Солнце давно перевалило за полдень, когда очнувшийся от тяжелого сна Серпухин продрал глаза. Воспоминания о прошедшем дне были смутными, но одно представлялось ясным: его опять бросило в конец шестнадцатого века. Всплыл в памяти и ночной разговор с Грозным, и Мокей застонал. Надо ж было так нализаться, чтобы стыдить и попрекать государя! Пили, правда, много, разговоры разговаривали, но как так случилось, что дело дошло до прямых обвинений, Серпухин понять не мог. «А может, это и хорошо, — думал он с появившимся вдруг к себе равнодушием, — может, так оно и лучше. Один взмах топора, и финита ля комедия!» Успокаивало только, что спать бросили не в вонючий чулан, а положили на полати в светелке. Растянувшись под легчайшей пуховой периной, Мокей уставился в чистые доски потолка, с удовольствием вдыхал струившийся через окно свежий, бодрящий воздух. Жизнь представлялась ему странной, но не лишенной своеобразных прелестей. Поддавшись благостному состоянию души, Мокей начал строить радужные планы.

«Хорошо бы, — думал Серпухин, — уговорить Грозного пуститься в долгое и приятное путешествие, посмотреть мир, каким он когда-то был, посетить города, в которых забрасывала его судьба. Париж без Эйфелевой башни, Лондон времен Шекспира, а возможно, и повстречаться с самим великим драматургом, поболтать с ним по-приятельски о том о сем. Старик будет рад услышать о своей всемирной славе… Хотя какой старик! — улыбнулся он своей невольной ошибке. — Юноша, молодой человек, у которого все еще впереди. А то махнуть в Лиссабон, — разошелся в своих мечтах Мокей, — а что такого, деньги при такой казне не проблема! Купить с десяток каравелл и отплыть под парусами через океан в Америку, открыть по ходу дела пару-тройку неизвестных островов. Архипелаг Серпухина — звучит! А если пообещать Грозному осуществить давешнюю мечту — устроить его брак с английской королевой, то царя Ивана и не на такое еще можно сподвигнуть. Действительно, чего зря коптить небо в Кремле, когда открываются такие возможности…»

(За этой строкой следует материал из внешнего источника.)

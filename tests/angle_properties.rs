use anchortarget::lowlevel::{decode_shortest_delta, signed_shortest_delta, symmetric_distance};
use anchortarget::AnchorTargetError;

/// Angles covering `(-90, 90]` on a 0.75 degree grid plus the wrap neighbourhood.
fn canonical_angles() -> Vec<f64> {
    let mut out: Vec<f64> = (1..=240).map(|i| -90.0 + 0.75 * i as f64).collect();
    out.extend([-89.9999, -45.0001, 0.0001, 89.9999, 90.0]);
    out
}

#[test]
fn decode_round_trips_every_pair() {
    let angles = canonical_angles();
    for &anchor in &angles {
        for &target in &angles {
            let encoded = signed_shortest_delta(target, anchor).unwrap();
            assert!((-2.0..=2.0).contains(&encoded));
            let decoded = decode_shortest_delta(anchor, encoded).unwrap();
            assert!(decoded > -90.0 && decoded <= 90.0);
            assert!(
                symmetric_distance(decoded, target) < 1e-4,
                "anchor {anchor} target {target} decoded {decoded}"
            );
        }
    }
}

#[test]
fn symmetric_distance_properties_hold_on_the_grid() {
    let angles = canonical_angles();
    for &a in &angles {
        assert!(symmetric_distance(a, a).abs() < 1e-6);
        for &b in &angles {
            let d = symmetric_distance(a, b);
            assert!((0.0..=90.0).contains(&d));
            assert!((d - symmetric_distance(b, a)).abs() < 1e-9);
        }
    }
    assert!((symmetric_distance(89.0, -89.0) - 2.0).abs() < 1e-6);
}

#[test]
fn distance_grows_continuously_through_the_wrap() {
    let mut previous = symmetric_distance(80.0, 80.0);
    let mut theta = 80.0;
    // Walk 80 -> 90 -> -80 in 0.5 degree steps.
    for _ in 0..40 {
        theta += 0.5;
        let wrapped = if theta > 90.0 { theta - 180.0 } else { theta };
        let d = symmetric_distance(80.0, wrapped);
        assert!((d - previous - 0.5).abs() < 1e-6, "jump at {wrapped}");
        previous = d;
    }
}

#[test]
fn out_of_range_inputs_fail_with_domain_errors() {
    assert_eq!(
        signed_shortest_delta(-95.0, 0.0),
        Err(AnchorTargetError::Domain { angle_deg: -95.0 })
    );
    assert!(signed_shortest_delta(f64::NAN, 0.0).is_err());
    assert_eq!(
        decode_shortest_delta(180.0, 0.1),
        Err(AnchorTargetError::Domain { angle_deg: 180.0 })
    );
}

Дверь с треском распахнулась. Гремя подковами сапог, в светелку ввалились два здоровенных стрельца в кафтанах с закатанными по локоть рукавами. Ни слова не говоря, они скинули на пол перину и выдернули Серпухина, как репку, из постели. Ударили всего раз, коленом в живот, и начали заламывать руки.

— Вы что, мужики, белены объелись?.. — хрипел Мокей, делая слабые попытки выскользнуть из огромных лап. — Я ж царев ближний приятель! Вот скажу ему, он вас на кол…

Однако не подействовало.

— Ты лучше о своей заднице побеспокойся! — процедил один из стрельцов, легко отрывая Серпухина от пола.

Остальное происходило в молчании. Куда его волокли, Мокей не знал, но с легкостью догадывался. Мелькали стены бесконечных коридоров, мелькали в голове рваные мысли, никак не связанные с тем, что с ним происходило. Наконец, взвизгнули ржавые петли, и его, словно мешок с костями, швырнули на камни пола, после чего мир для Серпухина перестал существовать.

Очнулся Мокей от бьющего в нос тошнотворного запаха. Долго ничего не понимал, лишь тупо смотрел на огонь воткнутого в стену факела. С трудом встал на колени, огляделся по сторонам. Просторный застенок был пуст, если не считать стоявшей в углу дыбы, с которой на ремнях свисало безжизненное тело. Пахло жженым мясом и мочой и еще чем-то приторным, от чего к горлу подкатывала тошнота. Серпухин поднялся на ноги. Судя по протяжным стонам, человек был еще жив. Мокей подступил ближе:

— Шепетуха?!

Изуродованный до неузнаваемости подьячий с трудом поднял голову, произнес едва слышно сухими, с запекшейся кровью губами:

— А, это ты, Мокей! Пришла твоя очередь…

— Что ты здесь делаешь? — Серпухина колотила дрожь, вряд ли он понимал, о чем спрашивает.

— Сам не видишь, служу! Служивый на Руси завсегда должен быть готов повисеть на дыбе, такая у нас планида. Правда, и наградить могут лишь за то, что вовремя подвернулся под руку. А пытки, они входят в служебные обязанности, без них не узнать, какого человек о начальстве мнения…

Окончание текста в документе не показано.